Coherus sells Lucentis biosim to Sandoz for $170M to focus on oncology

Lucentis biosimilar Cimerli is the best-selling product for Coherus BioSciences, accounting for 54% of its revenue in the third quarter of last year.

But the Redwood City, California, drugmaker has sold it off to Sandoz for $170 million to focus its efforts on oncology, Coherus announced on Monday. The deal will include an additional $20 million of estimated inventory, which Coherus will turn over to Sandoz.

On a conference call, Coherus CEO Denny Lanfear said that the move will reduce the company’s debt and interest payments and extend its cash runway.

“Importantly, it focuses our commercial and marketing efforts, singularly in oncology, where we project continued growth,” Lanfear said.

Coherus will transfer Cimerli’s biologics license application and supporting commercial infrastructure, which includes its ophthalmology sales and reimbursement teams.

“The addition of Cimerli reinforces our commitment to biosimilars and represents a huge step towards our goal of pioneering patient access to more affordable and much-needed medicines in the U.S.,” Keren Haruvi, Sandoz’s president of its business in North America, said in a release.

Cimerli was approved by the FDA in August of 2022 as the lone interchangeable biosimilar to Roche’s Lucentis and Coherus’ launch has been highly successful. Its third-quarter sales of $40 million was double that of the previous quarter and exceeded the company’s estimate by 25%.

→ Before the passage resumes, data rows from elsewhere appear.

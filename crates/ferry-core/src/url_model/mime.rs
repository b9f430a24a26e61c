//! Extension inference from `Content-Type`.

const TABLE: &[(&str, &str)] = &[
    ("application/pdf", "pdf"),
    ("application/zip", "zip"),
    ("application/gzip", "gz"),
    ("application/x-gzip", "gz"),
    ("application/x-tar", "tar"),
    ("application/x-7z-compressed", "7z"),
    ("application/x-rar-compressed", "rar"),
    ("application/vnd.rar", "rar"),
    ("application/x-xz", "xz"),
    ("application/x-bzip2", "bz2"),
    ("application/x-iso9660-image", "iso"),
    ("application/vnd.debian.binary-package", "deb"),
    ("application/x-debian-package", "deb"),
    ("application/vnd.android.package-archive", "apk"),
    ("application/json", "json"),
    ("application/xml", "xml"),
    ("application/msword", "doc"),
    (
        "application/vnd.openxmlformats-officedocument.wordprocessingml.document",
        "docx",
    ),
    ("application/vnd.ms-excel", "xls"),
    (
        "application/vnd.openxmlformats-officedocument.spreadsheetml.sheet",
        "xlsx",
    ),
    ("audio/mpeg", "mp3"),
    ("audio/ogg", "ogg"),
    ("audio/flac", "flac"),
    ("audio/wav", "wav"),
    ("image/jpeg", "jpg"),
    ("image/png", "png"),
    ("image/gif", "gif"),
    ("image/webp", "webp"),
    ("image/svg+xml", "svg"),
    ("text/plain", "txt"),
    ("text/html", "html"),
    ("text/csv", "csv"),
    ("video/mp4", "mp4"),
    ("video/webm", "webm"),
    ("video/x-matroska", "mkv"),
    ("video/quicktime", "mov"),
];

/// Extension (without dot) for a `Content-Type` value; `None` for generic or
/// unknown types such as `application/octet-stream`.
pub fn extension_for_content_type(content_type: &str) -> Option<&'static str> {
    let essence = content_type.split(';').next()?.trim().to_ascii_lowercase();
    TABLE
        .iter()
        .find(|(mime, _)| *mime == essence)
        .map(|(_, ext)| *ext)
}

Coherus reported revenue of $75 million for the quarter, with a net loss of $40 million, down from $87 million in the third quarter of 2022. Coherus has yet to report full-year 2024 results.

“One of the more important things we wanted to achieve this year is bringing our balance sheet in alignment with our revenue structure,” said Lanfear, who added that the transaction would reduce term-loan exposure by 70% and annual interest rate payments by $25 million.  

Two weeks ago, in another cost-cutting move, Coherus discarded its TIGIT asset CHS-006, which it had acquired less than two years ago for $35 million by way of a partnership with Junshi Biosciences.

Coherus also partners with Junshi on anti-PD1 antibody Loqtorzi, which was approved last year, and the company recently launched as a treatment for recurrent or metastatic nasopharyngeal carcinoma (NPC). Lanfear called Loqtorzi a “$200 million market opportunity,” referring to its annual sales potential.

The top-selling product in Coherus’ oncology portfolio is Udenyca, which generated $33 million in sales in the third quarter of last year. The Neulasta biosimilar has been on the market for five years but Coherus anticipates sales to increase with an FDA approval a month ago for an on-body injector and payer coverage which has “nearly doubled since 2023,” Lanfear said.